## Source material
//! The `Sim` struct and its step loop.

use tracing::{debug, trace};

use evac_agent::{Fire, Person};
use evac_behavior::{Goal, Intent, MovementPolicy, PolicyContext};
use evac_core::{SimConfig, SimRng, Timestep};
use evac_world::World;

use crate::metrics::{count_bottlenecks, EscapeStats, StepSummary};
use crate::{NoopObserver, SimObserver};

/// The evacuation simulation.
///
/// `Sim<P>` owns the world, the living population, the escaped and dead
/// accumulators, the metric histories and the RNG.  Nothing is shared
/// between instances, so independent runs never interfere.
///
/// Each step applies, in order:
///
/// 1. **Panic + movement**: update every person's panic, compute every
///    [`Intent`] against one [`PolicyContext`] snapshot, then apply them in
///    collection order.
/// 2. **Reconcile**: escaped persons (recording the current timestep) and
///    dead persons leave the active population.
/// 3. **Advance** the timestep.
/// 4. **Escape history**: append the cumulative escaped count.
/// 5. **Bottlenecks**: append the number of over-occupied cells.
/// 6. **Fire**: every fire that burned at the start of this phase tries to
///    spread, then damages the living population.
/// 7. **Casualties**: persons killed in phase 6 leave the population in the
///    same step; append the cumulative dead count.
///
/// Create via [`SimBuilder`][crate::SimBuilder].
pub struct Sim<P: MovementPolicy> {
    /// Run configuration (grid shape, seed, step cap, parameters).
    pub config: SimConfig,

    pub(crate) world:            World,
    pub(crate) persons:          Vec<Person>,
    pub(crate) escaped:          Vec<Person>,
    pub(crate) dead:             Vec<Person>,
    pub(crate) timestep:         Timestep,
    pub(crate) escaped_counts:   Vec<usize>,
    pub(crate) bottleneck_areas: Vec<usize>,
    pub(crate) death_counts:     Vec<usize>,
    pub(crate) policy:           P,
    pub(crate) rng:              SimRng,
}

impl<P: MovementPolicy> Sim<P> {
    // ── Stepping ──────────────────────────────────────────────────────────

    /// Advance exactly one timestep.
    pub fn step(&mut self) {
        self.step_with(&mut NoopObserver);
    }

    /// Advance exactly one timestep, reporting to `observer`.
    pub fn step_with<O: SimObserver>(&mut self, observer: &mut O) -> StepSummary {
        let now = self.timestep;
        observer.on_step_start(now);

        self.move_persons();
        let (escaped_this_step, died_in_crowd) = self.reconcile(now);

        self.timestep = now.next();
        self.escaped_counts.push(self.escaped.len());

        let bottlenecks = count_bottlenecks(
            &self.persons,
            &self.world,
            self.config.params.bottleneck_threshold,
        );
        self.bottleneck_areas.push(bottlenecks);

        let ignited = self.advance_fire();
        let died_in_fire = self.remove_casualties(now);
        self.death_counts.push(self.dead.len());

        let summary = StepSummary {
            timestep:       self.timestep,
            escaped_this_step,
            died_this_step: died_in_crowd + died_in_fire,
            escaped_total:  self.escaped.len(),
            dead_total:     self.dead.len(),
            living:         self.persons.len(),
            fires:          self.world.fire_count(),
            ignited,
            bottlenecks,
        };
        trace!(
            step = summary.timestep.0,
            escaped = summary.escaped_this_step,
            died = summary.died_this_step,
            living = summary.living,
            fires = summary.fires,
            bottlenecks = summary.bottlenecks,
            "step complete"
        );

        observer.on_step_end(&summary);
        let interval = self.config.snapshot_interval;
        if interval > 0 && self.timestep.0.is_multiple_of(interval) {
            observer.on_snapshot(self.timestep, &self.persons, &self.world);
        }
        summary
    }

    /// Run until `config.max_steps` or until nobody is left inside.
    pub fn run<O: SimObserver>(&mut self, observer: &mut O) {
        while self.timestep.0 < self.config.max_steps && !self.persons.is_empty() {
            self.step_with(observer);
        }
        observer.on_sim_end(self.timestep);
    }

    /// Run exactly `n` steps from the current timestep (ignores `max_steps`).
    pub fn run_steps<O: SimObserver>(&mut self, n: u64, observer: &mut O) {
        for _ in 0..n {
            self.step_with(observer);
        }
        observer.on_sim_end(self.timestep);
    }

    // ── Phases ────────────────────────────────────────────────────────────

    /// Phase 1.  Decisions read one snapshot; moves are applied afterwards
    /// so no decision sees another person's move from the same step.
    fn move_persons(&mut self) {
        let params = &self.config.params;
        for person in &mut self.persons {
            person.update_panic(&self.world, params.panic_radius);
        }

        let intents: Vec<Intent> = {
            let ctx = PolicyContext::new(&self.world, &self.persons, params);
            self.persons
                .iter()
                .map(|p| {
                    if p.is_dead() || p.escaped() {
                        Intent::Stay
                    } else {
                        self.policy.decide(p, &ctx)
                    }
                })
                .collect()
        };

        for (person, intent) in self.persons.iter_mut().zip(intents) {
            let Intent::Step { offset, goal } = intent else {
                continue;
            };
            let from = person.cell();
            let moved = person.try_move(offset, &self.world);
            let target = match goal {
                Goal::Exit(id) => self.world.exit(id),
                Goal::Neighbor(_) | Goal::Crowd => None,
            };
            trace!(
                person = %person.id(),
                from = %from,
                to = %person.cell(),
                moved,
                goal = ?goal,
                target = ?target,
                "step applied"
            );
        }
    }

    /// Phase 2.  Returns `(escaped, died)` counts for this step.
    fn reconcile(&mut self, now: Timestep) -> (usize, usize) {
        let mut escaped = 0;
        let mut died = 0;
        let mut active = Vec::with_capacity(self.persons.len());

        for mut person in std::mem::take(&mut self.persons) {
            if person.is_escaped(now, &self.world) {
                debug!(person = %person.id(), cell = %person.cell(), step = now.0, "person escaped");
                self.escaped.push(person);
                escaped += 1;
            } else if person.is_dead() {
                debug!(person = %person.id(), cell = %person.cell(), step = now.0, "person died");
                self.dead.push(person);
                died += 1;
            } else {
                active.push(person);
            }
        }

        self.persons = active;
        (escaped, died)
    }

    /// Phase 6.  Fires ignited this phase are registered immediately, so
    /// later spread attempts see them, but first act on the next step.
    /// Returns the number of new fires.
    fn advance_fire(&mut self) -> usize {
        let params = &self.config.params;
        let burning = self.world.fire_count();
        let mut ignited = 0;

        for i in 0..burning {
            let fire = Fire::from(self.world.fire_cells()[i]);
            if fire
                .spread(&mut self.world, &mut self.rng, params.spread_probability)
                .is_some()
            {
                ignited += 1;
            }
            fire.apply_damage(&mut self.persons, params);
        }
        ignited
    }

    /// Phase 7.  Returns the number of persons killed by fire this step.
    fn remove_casualties(&mut self, now: Timestep) -> usize {
        let before = self.dead.len();
        let dead = &mut self.dead;
        self.persons.retain(|person| {
            if !person.is_dead() {
                return true;
            }
            debug!(person = %person.id(), cell = %person.cell(), step = now.0, "person died");
            dead.push(person.clone());
            false
        });
        self.dead.len() - before
    }

    // ── Accessors ─────────────────────────────────────────────────────────

    /// Persons still inside, in collection order.
    #[inline]
    pub fn persons(&self) -> &[Person] {
        &self.persons
    }

    /// Every burning cell, in ignition order.
    pub fn fires(&self) -> impl Iterator<Item = Fire> + '_ {
        self.world.fire_cells().iter().map(|&c| Fire::from(c))
    }

    #[inline]
    pub fn world(&self) -> &World {
        &self.world
    }

    /// Steps taken so far.
    #[inline]
    pub fn timestep(&self) -> Timestep {
        self.timestep
    }

    /// Cumulative escaped count after each step.
    #[inline]
    pub fn escaped_counts(&self) -> &[usize] {
        &self.escaped_counts
    }

    /// Bottleneck cell count after each step's movement.
    #[inline]
    pub fn bottleneck_areas(&self) -> &[usize] {
        &self.bottleneck_areas
    }

    /// Cumulative dead count after each step.
    #[inline]
    pub fn death_counts(&self) -> &[usize] {
        &self.death_counts
    }

    /// Everyone who has escaped, in escape order.
    #[inline]
    pub fn escaped(&self) -> &[Person] {
        &self.escaped
    }

    /// Everyone who has died, in order of death.
    #[inline]
    pub fn dead(&self) -> &[Person] {
        &self.dead
    }

    #[inline]
    pub fn escaped_total(&self) -> usize {
        self.escaped.len()
    }

    #[inline]
    pub fn dead_total(&self) -> usize {
        self.dead.len()
    }

    /// Escape-time statistics; `None` until someone escapes.
    pub fn escape_stats(&self) -> Option<EscapeStats> {
        EscapeStats::from_escaped(&self.escaped)
    }
}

## Problem to solve
Print again the lines of the entries above that fall between the line holding "let mut escaped = 0;" and the line holding "self.dead.push(person);", inclusive, exactly as they stand.

## Exercise answer
        let mut escaped = 0;
        let mut died = 0;
        let mut active = Vec::with_capacity(self.persons.len());

        for mut person in std::mem::take(&mut self.persons) {
            if person.is_escaped(now, &self.world) {
                debug!(person = %person.id(), cell = %person.cell(), step = now.0, "person escaped");
                self.escaped.push(person);
                escaped += 1;
            } else if person.is_dead() {
                debug!(person = %person.id(), cell = %person.cell(), step = now.0, "person died");
                self.dead.push(person);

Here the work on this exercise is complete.